Three interconnected problems torpedoed True Detective’s current iteration: erratic performances, inconsistent directing, and incessant double-standard comparisons with last season.

Of the four leads, only Colin Farrell and Rachel McAdams acquit themselves well. Farrell is revelatory, digging deep to find the pathos hidden beneath Ray Velcoro’s booze-drenched, coke-dusted exterior. Velcoro is a caricature in a lesser actor’s hands. The Winter’s Tale star deserves an Emmy solely for allowing viewers to empathize with a character who told a child he’d buttfuck his mother with his father’s headless corpse. Ani Bezzerides is all suppressed rage and childhood scars stuffed into a human-shaped sack, but McAdams manages to make her more than a one-note cliché by revealing the character’s humanity in drips. The pair’s interactions are often the best parts of any episode.
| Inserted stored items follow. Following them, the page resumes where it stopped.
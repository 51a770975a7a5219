//! The schema planner.
//!
//! `plan` is a pure function of (taggable type, context name, options,
//! global config): identical inputs always produce identical identities.

use super::options::{limits_match, ContextOptions, Limit};
use crate::config::TaggingConfig;
use crate::error::{Error, Result};
use crate::inflect::{is_identifier, singularize};
use crate::model::{Owner, TaggableType};
use crate::transform::{TagTransformer, TransformerRegistry};
use serde::{Deserialize, Serialize};
use std::sync::Arc;

/// Owner id column in every tagging table.
pub const OWNER_ID_COLUMN: &str = "taggable_id";

/// Owner type column in shared tagging tables.
pub const OWNER_TYPE_COLUMN: &str = "taggable_type";

/// Where a context's tags live.
#[derive(Debug, Clone, Copy, PartialEq, Eq, Hash, Serialize, Deserialize)]
#[serde(rename_all = "lowercase")]
pub enum Scope {
    /// Tables dedicated to one taggable type.
    Local,
    /// The global table pair shared by all opted-in types.
    Shared,
}

impl Scope {
    #[must_use]
    pub const fn as_str(&self) -> &'static str {
        match self {
            Self::Local => "local",
            Self::Shared => "shared",
        }
    }
}

/// Resolved identities and policy for one (taggable type, context).
#[derive(Debug, Clone)]
pub struct ContextPlan {
    pub taggable: TaggableType,
    /// Context name as declared (e.g. `colors`)
    pub context: String,
    /// Singular label stored in the `context` column (e.g. `color`)
    pub label: String,
    pub scope: Scope,
    pub tag_table: String,
    pub tagging_table: String,
    /// `{context}_count` on the taggable table when counter-cached
    pub counter_cache_column: Option<String>,
    pub restrict_to_existing: bool,
    pub case_sensitive: bool,
    pub limit: Option<Limit>,
    pub transformer: Arc<dyn TagTransformer>,
}

impl ContextPlan {
    /// Owner reference for a record id in this context's shape.
    #[must_use]
    pub fn owner(&self, id: i64) -> Owner {
        match self.scope {
            Scope::Local => Owner::Record { id },
            Scope::Shared => Owner::Typed {
                owner_type: self.taggable.name.clone(),
                id,
            },
        }
    }

    #[must_use]
    pub fn is_shared(&self) -> bool {
        self.scope == Scope::Shared
    }

    /// Whether two plans describe the same context identically.
    #[must_use]
    pub fn same_identity(&self, other: &Self) -> bool {
        self.taggable == other.taggable
            && self.context == other.context
            && self.label == other.label
            && self.scope == other.scope
            && self.tag_table == other.tag_table
            && self.tagging_table == other.tagging_table
            && self.counter_cache_column == other.counter_cache_column
            && self.restrict_to_existing == other.restrict_to_existing
            && self.case_sensitive == other.case_sensitive
            && limits_match(self.limit.as_ref(), other.limit.as_ref())
            && self.transformer.id() == other.transformer.id()
    }
}

/// Plan one context.
///
/// Local scope derives `{singular type table}_tags` / `_taggings` unless
/// overridden; shared scope always uses the configured global pair.
/// A limit function is stored, never called.
///
/// # Errors
///
/// Returns a configuration error for invalid identifiers or contradictory
/// options (table overrides on a shared context, identical tag and
/// tagging tables).
pub fn plan(
    taggable: &TaggableType,
    context: &str,
    options: &ContextOptions,
    config: &TaggingConfig,
    transformers: &TransformerRegistry,
) -> Result<ContextPlan> {
    taggable.validate()?;

    if !is_identifier(context) {
        return Err(Error::Configuration(format!(
            "context name must be a plain identifier, got '{context}' on {}",
            taggable.name
        )));
    }
    let label = singularize(context);

    let (scope, tag_table, tagging_table) = if options.shared {
        if options.tag_table.is_some() || options.tagging_table.is_some() {
            return Err(Error::Configuration(format!(
                "{}.{context} is shared and cannot override table names; \
                 configure the global tables instead",
                taggable.name
            )));
        }
        config.validate()?;
        (
            Scope::Shared,
            config.tag_table.clone(),
            config.tagging_table.clone(),
        )
    } else {
        let prefix = singularize(&taggable.table);
        let tag_table = options
            .tag_table
            .clone()
            .unwrap_or_else(|| format!("{prefix}_tags"));
        let tagging_table = options
            .tagging_table
            .clone()
            .unwrap_or_else(|| format!("{prefix}_taggings"));
        (Scope::Local, tag_table, tagging_table)
    };

    for table in [&tag_table, &tagging_table] {
        if !is_identifier(table) {
            return Err(Error::Configuration(format!(
                "table name must be a plain identifier, got '{table}'"
            )));
        }
    }
    if tag_table == tagging_table
        || tag_table == taggable.table
        || tagging_table == taggable.table
    {
        return Err(Error::Configuration(format!(
            "{}.{context}: tag, tagging and taggable tables must all differ",
            taggable.name
        )));
    }

    Ok(ContextPlan {
        taggable: taggable.clone(),
        context: context.to_string(),
        label,
        scope,
        tag_table,
        tagging_table,
        counter_cache_column: options.counter_cache.then(|| format!("{context}_count")),
        restrict_to_existing: options.restrict_to_existing,
        case_sensitive: options.case_sensitive,
        limit: options.limit.clone(),
        transformer: transformers.resolve(options.transformer.as_deref()),
    })
}
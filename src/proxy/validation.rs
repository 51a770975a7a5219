//! Save-time validation of a pending tag set.
//!
//! Both checks run independently, so a single save can report a limit
//! failure and missing tags at once.

use crate::error::{Error, Result};
use crate::schema::ContextPlan;
use crate::storage::wiring;
use rusqlite::Connection;
use std::any::Any;
use std::fmt;
use tracing::warn;

/// A recoverable problem recorded on a tag list.
#[derive(Debug, Clone, PartialEq, Eq)]
pub enum TagError {
    /// The pending set is larger than the context limit.
    LimitExceeded { limit: usize, attempted: usize },
    /// Restricted context: these names match no existing tag.
    UnknownTags { names: Vec<String> },
    /// The owning record could not be inserted.
    ParentNotSaved(String),
    /// A storage step failed and the save was rolled back.
    Persistence(String),
}

impl TagError {
    /// Validation failures, as opposed to storage failures.
    #[must_use]
    pub const fn is_validation(&self) -> bool {
        matches!(self, Self::LimitExceeded { .. } | Self::UnknownTags { .. })
    }
}

impl fmt::Display for TagError {
    fn fmt(&self, f: &mut fmt::Formatter<'_>) -> fmt::Result {
        match self {
            Self::LimitExceeded { limit, attempted } => write!(
                f,
                "Cannot have more than {limit} tags (attempting to save {attempted})"
            ),
            Self::UnknownTags { names } => {
                write!(f, "The following tags do not exist: {}", names.join(", "))
            }
            Self::ParentNotSaved(reason) => write!(f, "Failed to save parent record: {reason}"),
            Self::Persistence(reason) => f.write_str(reason),
        }
    }
}

/// Resolve the context limit for `record`.
///
/// A per-record limit that does not accept the record's type counts as
/// no limit.
pub(crate) fn resolve_limit(plan: &ContextPlan, record: &dyn Any) -> Option<usize> {
    let limit = plan.limit.as_ref()?;
    let resolved = limit.resolve(record);
    if resolved.is_none() {
        warn!(
            taggable = %plan.taggable.name,
            context = %plan.context,
            "Limit function does not accept this record type, ignoring limit"
        );
    }
    resolved
}

/// Limit check against the target set.
#[must_use]
pub fn check_limit(plan: &ContextPlan, record: &dyn Any, target: &[String]) -> Option<TagError> {
    let limit = resolve_limit(plan, record)?;
    (target.len() > limit).then(|| TagError::LimitExceeded {
        limit,
        attempted: target.len(),
    })
}

/// Existing-tag check: every name must match a stored tag ignoring case.
///
/// Only ASCII letters fold, as with SQLite's `LOWER`: `Élan` and `élan`
/// are different tags.
///
/// # Errors
///
/// Returns an error if the lookup query fails.
pub fn check_existing(
    conn: &Connection,
    plan: &ContextPlan,
    target: &[String],
) -> Result<Option<TagError>> {
    if !plan.restrict_to_existing || target.is_empty() {
        return Ok(None);
    }
    let existing: Vec<String> = wiring::existing_names_ignoring_case(conn, plan, target)?
        .into_iter()
        .map(|n| n.to_ascii_lowercase())
        .collect();
    let missing: Vec<String> = target
        .iter()
        .filter(|n| !existing.contains(&n.to_ascii_lowercase()))
        .cloned()
        .collect();
    Ok((!missing.is_empty()).then_some(TagError::UnknownTags { names: missing }))
}

/// Run every check against `target`.
///
/// # Errors
///
/// Returns an error if a lookup query fails.
pub fn validate(
    conn: &Connection,
    plan: &ContextPlan,
    record: &dyn Any,
    target: &[String],
) -> Result<Vec<TagError>> {
    let mut errors = Vec::new();
    errors.extend(check_limit(plan, record, target));
    errors.extend(check_existing(conn, plan, target)?);
    Ok(errors)
}

/// Turn recorded problems into the error raised by strict saves.
#[must_use]
pub fn into_error<'a, I>(errors: I) -> Error
where
    I: IntoIterator<Item = &'a TagError>,
{
    let errors: Vec<&TagError> = errors.into_iter().collect();
    if errors.is_empty() {
        return Error::Persistence("save failed without a recorded cause".to_string());
    }
    let messages: Vec<String> = errors.iter().map(ToString::to_string).collect();
    if errors.iter().all(|e| e.is_validation()) {
        Error::Validation { messages }
    } else {
        Error::Persistence(messages.join("; "))
    }
}
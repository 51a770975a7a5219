//! Declaration files.
//!
//! A declarations file lists taggable types and their contexts:
//!
//! ```json
//! {
//!   "types": [
//!     {
//!       "name": "Passenger",
//!       "table": "passengers",
//!       "contexts": {
//!         "special_needs": { "counter_cache": true },
//!         "excuses": { "shared": true }
//!       }
//!     }
//!   ]
//! }
//! ```
//!
//! Context options are parsed with [`ContextOptions::from_json`], so
//! unknown option keys are ignored.

use crate::error::{Error, Result};
use crate::model::TaggableType;
use crate::schema::{ContextOptions, ContextPlan, Registry};
use serde::Deserialize;
use serde_json::{Map, Value};
use std::fs;
use std::path::Path;
use std::sync::Arc;
use tracing::info;

/// One taggable type and its contexts, in file order.
#[derive(Debug, Clone, Deserialize)]
pub struct TypeDeclaration {
    #[serde(flatten)]
    pub taggable: TaggableType,
    #[serde(default)]
    pub contexts: Map<String, Value>,
}

/// Parsed declarations file.
#[derive(Debug, Clone, Default, Deserialize)]
pub struct Declarations {
    #[serde(default)]
    pub types: Vec<TypeDeclaration>,
}

impl std::str::FromStr for Declarations {
    type Err = Error;

    fn from_str(s: &str) -> Result<Self> {
        serde_json::from_str(s)
            .map_err(|e| Error::Configuration(format!("Failed to parse declarations: {e}")))
    }
}

impl Declarations {
    /// Read a declarations file.
    ///
    /// # Errors
    ///
    /// Returns a configuration error if the file cannot be read or parsed.
    pub fn load(path: &Path) -> Result<Self> {
        let content = fs::read_to_string(path).map_err(|e| {
            Error::Configuration(format!(
                "Failed to read declarations {}: {e}",
                path.display()
            ))
        })?;
        content.parse()
    }

    /// Declare every context on `registry`, in file order.
    ///
    /// Stops at the first invalid context; contexts declared before it
    /// stay registered.
    ///
    /// # Errors
    ///
    /// Returns the first configuration error.
    pub fn apply(&self, registry: &mut Registry) -> Result<Vec<Arc<ContextPlan>>> {
        let mut plans = Vec::new();
        for decl in &self.types {
            for (context, value) in &decl.contexts {
                let options = ContextOptions::from_json(value).map_err(|e| match e {
                    Error::Configuration(msg) => {
                        Error::Configuration(format!("{}.{context}: {msg}", decl.taggable.name))
                    }
                    other => other,
                })?;
                plans.extend(registry.declare(&decl.taggable, &[context.as_str()], &options)?);
            }
        }
        info!(
            types = self.types.len(),
            contexts = plans.len(),
            "Applied tag declarations"
        );
        Ok(plans)
    }
}

#[cfg(test)]
mod tests {
    use super::*;
    use crate::config::TaggingConfig;
    use crate::schema::Scope;

    const AIRLINE: &str = r#"{
        "types": [
            {
                "name": "Passenger",
                "table": "passengers",
                "contexts": {
                    "special_needs": { "counter_cache": true },
                    "meal_preferences": { "restrict_to_existing": true, "dependent": "destroy" },
                    "excuses": { "polymorphic": true }
                }
            },
            {
                "name": "Person",
                "table": "people",
                "primary_key": "person_id",
                "contexts": { "skills": null }
            }
        ]
    }"#;

    #[test]
    fn test_apply_in_file_order() {
        let decls: Declarations = AIRLINE.parse().unwrap();
        let mut registry = Registry::new(TaggingConfig::default());
        let plans = decls.apply(&mut registry).unwrap();

        assert_eq!(plans.len(), 4);
        assert_eq!(
            registry.contexts("Passenger"),
            vec!["special_needs", "meal_preferences", "excuses"]
        );
        assert_eq!(
            registry.plan("Passenger", "excuses").unwrap().scope,
            Scope::Shared
        );
        let skills = registry.plan("Person", "skills").unwrap();
        assert_eq!(skills.taggable.primary_key, "person_id");
        assert_eq!(skills.tag_table, "person_tags");
    }

    #[test]
    fn test_load_from_file() {
        let dir = tempfile::tempdir().unwrap();
        let path = dir.path().join("tags.json");
        fs::write(&path, AIRLINE).unwrap();

        let decls = Declarations::load(&path).unwrap();
        assert_eq!(decls.types.len(), 2);
        assert!(Declarations::load(&dir.path().join("missing.json")).is_err());
    }

    #[test]
    fn test_bad_option_names_context() {
        let decls: Declarations = r#"{"types": [{"name": "Car", "table": "cars",
            "contexts": {"colors": {"limit": "three"}}}]}"#
            .parse()
            .unwrap();
        let err = decls
            .apply(&mut Registry::new(TaggingConfig::default()))
            .unwrap_err();
        assert!(err.to_string().contains("Car.colors"));
    }

    #[test]
    fn test_malformed_json() {
        let result: Result<Declarations> = "{ nope".parse();
        assert!(matches!(result, Err(Error::Configuration(_))));
    }
}
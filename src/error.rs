//! Error types for nofly.
//!
//! Provides structured error handling with:
//! - Machine-readable error codes (`ErrorCode`)
//! - Retryability flags for callers that correct their input
//! - Context-aware recovery hints
//!
//! Proxy validation problems are *not* errors: `save()` records them as
//! [`crate::proxy::TagError`] values and returns `false`. Only the strict
//! variants turn them into [`Error::Validation`] / [`Error::Persistence`].

use thiserror::Error;

/// Result type alias for nofly operations.
pub type Result<T> = std::result::Result<T, Error>;

// ── Error Code ────────────────────────────────────────────────

/// Machine-readable error codes grouped by category.
#[derive(Debug, Clone, Copy, PartialEq, Eq)]
pub enum ErrorCode {
    // Declaration
    ConfigurationError,
    UnknownType,
    UnknownContext,

    // Proxy save
    ValidationFailed,
    PersistenceFailed,

    // Storage
    DatabaseError,

    // I/O
    IoError,
    JsonError,
}

impl ErrorCode {
    /// Machine-readable SCREAMING_SNAKE code string.
    #[must_use]
    pub const fn as_str(&self) -> &str {
        match self {
            Self::ConfigurationError => "CONFIGURATION_ERROR",
            Self::UnknownType => "UNKNOWN_TYPE",
            Self::UnknownContext => "UNKNOWN_CONTEXT",
            Self::ValidationFailed => "VALIDATION_FAILED",
            Self::PersistenceFailed => "PERSISTENCE_FAILED",
            Self::DatabaseError => "DATABASE_ERROR",
            Self::IoError => "IO_ERROR",
            Self::JsonError => "JSON_ERROR",
        }
    }

    /// Whether retrying with corrected input can succeed.
    ///
    /// True for validation failures (too many tags, unknown tags) and
    /// transient storage failures. Declaration errors are fatal.
    #[must_use]
    pub const fn is_retryable(&self) -> bool {
        matches!(
            self,
            Self::ValidationFailed | Self::PersistenceFailed | Self::DatabaseError
        )
    }
}

// ── Error Enum ────────────────────────────────────────────────

/// Errors that can occur in nofly operations.
#[derive(Error, Debug)]
pub enum Error {
    #[error("Configuration error: {0}")]
    Configuration(String),

    #[error("Unknown taggable type: {name}")]
    UnknownType { name: String },

    #[error("Unknown tag context '{context}' on {taggable}")]
    UnknownContext { taggable: String, context: String },

    #[error("Validation failed: {}", messages.join("; "))]
    Validation { messages: Vec<String> },

    #[error("Persistence failed: {0}")]
    Persistence(String),

    #[error("Database error: {0}")]
    Database(#[from] rusqlite::Error),

    #[error("IO error: {0}")]
    Io(#[from] std::io::Error),

    #[error("JSON error: {0}")]
    Json(#[from] serde_json::Error),
}

impl Error {
    /// Map this error to its structured `ErrorCode`.
    #[must_use]
    pub const fn error_code(&self) -> ErrorCode {
        match self {
            Self::Configuration(_) => ErrorCode::ConfigurationError,
            Self::UnknownType { .. } => ErrorCode::UnknownType,
            Self::UnknownContext { .. } => ErrorCode::UnknownContext,
            Self::Validation { .. } => ErrorCode::ValidationFailed,
            Self::Persistence(_) => ErrorCode::PersistenceFailed,
            Self::Database(_) => ErrorCode::DatabaseError,
            Self::Io(_) => ErrorCode::IoError,
            Self::Json(_) => ErrorCode::JsonError,
        }
    }

    /// Context-aware recovery hint.
    ///
    /// Returns `None` if no actionable suggestion exists.
    #[must_use]
    pub fn hint(&self) -> Option<String> {
        match self {
            Self::UnknownType { name } => Some(format!(
                "Declare at least one context for '{name}' with `Registry::declare` before use."
            )),
            Self::UnknownContext { taggable, context } => Some(format!(
                "'{context}' is not declared on {taggable}. Check `Registry::contexts(\"{taggable}\")`."
            )),
            Self::Validation { messages } => {
                if messages.iter().any(|m| m.starts_with("Cannot have more than")) {
                    Some("Remove tags or raise the context limit.".to_string())
                } else if messages.iter().any(|m| m.contains("do not exist")) {
                    Some(
                        "The context only accepts existing tags. Create the tag rows first."
                            .to_string(),
                    )
                } else {
                    None
                }
            }
            Self::Configuration(_)
            | Self::Persistence(_)
            | Self::Database(_)
            | Self::Io(_)
            | Self::Json(_) => None,
        }
    }

    /// True when the underlying SQLite error is a constraint violation.
    #[must_use]
    pub fn is_constraint_violation(&self) -> bool {
        matches!(
            self,
            Self::Database(rusqlite::Error::SqliteFailure(e, _))
                if e.code == rusqlite::ErrorCode::ConstraintViolation
        )
    }
}
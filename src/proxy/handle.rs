//! The bound tag list handle.

use super::tagged::{persist, RecordExtension};
use super::validation::{self, TagError};
use super::{TagInput, TagListProxy};
use crate::error::Result;
use crate::model::Taggable;
use crate::schema::ContextPlan;
use crate::storage::Store;
use std::sync::Arc;

/// A tag list proxy bound to its store and record for one call chain.
///
/// ```ignore
/// car.list(&mut store, "colors")?
///     .add("red, blue")?
///     .remove(["blue"])?;
/// ```
pub struct TagList<'a, T: Taggable> {
    store: &'a mut Store,
    record: &'a mut T,
    proxy: &'a mut TagListProxy,
}

impl<'a, T: Taggable> TagList<'a, T> {
    pub(crate) fn new(
        store: &'a mut Store,
        record: &'a mut T,
        proxy: &'a mut TagListProxy,
    ) -> Self {
        Self { store, record, proxy }
    }

    #[must_use]
    pub fn plan(&self) -> &Arc<ContextPlan> {
        self.proxy.plan()
    }

    #[must_use]
    pub fn context(&self) -> &str {
        self.proxy.context()
    }

    /// # Errors
    ///
    /// Returns an error if the read-through fails.
    pub fn add(&mut self, input: impl Into<TagInput>) -> Result<&mut Self> {
        self.proxy
            .add(self.store.conn(), self.record.id(), &*self.record, &input.into())?;
        Ok(self)
    }

    /// # Errors
    ///
    /// Returns an error if the read-through fails.
    pub fn remove(&mut self, input: impl Into<TagInput>) -> Result<&mut Self> {
        self.proxy
            .remove(self.store.conn(), self.record.id(), &input.into())?;
        Ok(self)
    }

    pub fn set(&mut self, input: impl Into<TagInput>) -> &mut Self {
        self.proxy.set(&input.into());
        self
    }

    pub fn clear(&mut self) -> &mut Self {
        self.proxy.clear();
        self
    }

    /// Delete every persisted tagging now and reset the counter cache.
    ///
    /// # Errors
    ///
    /// Returns an error if the delete fails.
    pub fn clear_now(&mut self) -> Result<()> {
        if let Some(owner_id) = self.record.id() {
            let proxy = &mut *self.proxy;
            self.store
                .mutate("clear_tags", |tx, ctx| proxy.clear_persisted(tx, owner_id, ctx))?;
        }
        self.proxy.reset();
        Ok(())
    }

    /// Current names, pending edits included.
    ///
    /// # Errors
    ///
    /// Returns an error if the read-through fails.
    pub fn to_vec(&self) -> Result<Vec<String>> {
        self.proxy.current(self.store.conn(), self.record.id())
    }

    /// Current names joined by the context transformer.
    ///
    /// # Errors
    ///
    /// Returns an error if the read-through fails.
    pub fn to_tag_string(&self) -> Result<String> {
        Ok(self.proxy.plan().transformer.serialize(&self.to_vec()?))
    }

    /// # Errors
    ///
    /// Returns an error if the read-through fails.
    pub fn contains(&self, name: &str) -> Result<bool> {
        let name = name.trim();
        Ok(self.to_vec()?.iter().any(|n| n == name))
    }

    /// # Errors
    ///
    /// Returns an error if the read-through fails.
    pub fn is_empty(&self) -> Result<bool> {
        Ok(self.to_vec()?.is_empty())
    }

    /// Number of current names, pending edits included.
    ///
    /// # Errors
    ///
    /// Returns an error if the read-through fails.
    pub fn len(&self) -> Result<usize> {
        Ok(self.to_vec()?.len())
    }

    /// Number of persisted taggings, ignoring pending edits.
    ///
    /// # Errors
    ///
    /// Returns an error if the read fails.
    pub fn count(&self) -> Result<i64> {
        match self.record.id() {
            Some(id) => self.store.tagging_count(self.proxy.plan(), id),
            None => Ok(0),
        }
    }

    /// # Errors
    ///
    /// Returns an error if the persisted read fails.
    pub fn is_changed(&self) -> Result<bool> {
        self.proxy.is_changed(self.store.conn(), self.record.id())
    }

    /// # Errors
    ///
    /// Returns an error if the persisted read fails.
    pub fn additions(&self) -> Result<Vec<String>> {
        self.proxy.additions(self.store.conn(), self.record.id())
    }

    /// # Errors
    ///
    /// Returns an error if the persisted read fails.
    pub fn removals(&self) -> Result<Vec<String>> {
        self.proxy.removals(self.store.conn(), self.record.id())
    }

    /// Validate the pending set without saving, recording any problems.
    ///
    /// # Errors
    ///
    /// Returns an error if a lookup fails.
    pub fn validate(&mut self) -> Result<bool> {
        self.proxy.clear_errors();
        RecordExtension::validate(
            &mut *self.proxy,
            self.store.conn(),
            self.record.id(),
            &*self.record,
        )
    }

    /// Persist this list (and the record, if new and the list changed).
    ///
    /// Returns true without touching storage when nothing changed.
    pub fn save(&mut self) -> bool {
        let mut extensions: [&mut dyn RecordExtension; 1] = [&mut *self.proxy];
        // The record is only inserted alongside a changed list, so its
        // failures always land on the proxy.
        persist(self.store, self.record, &mut extensions, false, &mut Vec::new())
    }

    /// Like [`TagList::save`], but failures are returned as errors.
    ///
    /// # Errors
    ///
    /// Returns `Validation` or `Persistence` with every recorded message.
    pub fn save_strict(&mut self) -> Result<()> {
        if self.save() {
            Ok(())
        } else {
            Err(validation::into_error(self.proxy.errors()))
        }
    }

    /// Add then save.
    ///
    /// # Errors
    ///
    /// Returns an error if the read-through fails; save failures return `Ok(false)`.
    pub fn add_now(&mut self, input: impl Into<TagInput>) -> Result<bool> {
        self.add(input)?;
        Ok(self.save())
    }

    /// Remove then save.
    ///
    /// # Errors
    ///
    /// Returns an error if the read-through fails; save failures return `Ok(false)`.
    pub fn remove_now(&mut self, input: impl Into<TagInput>) -> Result<bool> {
        self.remove(input)?;
        Ok(self.save())
    }

    #[must_use]
    pub fn errors(&self) -> &[TagError] {
        self.proxy.errors()
    }
}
Then there’s the rest of the quartet. Taylor Kitsch is a capable if limited actor woefully miscast as closeted war vet Paul Woodrugh. The role calls for someone who radiates vulnerability and repressed self-loathing, not testosterone. Only once does Kitsch drop the hard shell to show the audience Woodrugh’s implied pain. Sitting in Ray’s car, hungover, his escape valve stolen, skin slick with shame, Kitsch finally lets the character’s inner torment bleed through. “I did everything they said, man,” Woodrugh said, his eyes moist. “Army, PD. It doesn’t matter. You do what they say, it doesn’t matter. I’ve been listening to them for so fuckin’ long, I don’t even know who the fuck I am.” It’s a great moment that Kitsch never comes close to recapturing. To feel nothing when a troubled young expectant father is gunned down by a corrupt cop requires either sociopathic tendencies or a truly unmemorable performance. According to my illness test I am only 30 percent sociopath. So this one is on you, Kitsch.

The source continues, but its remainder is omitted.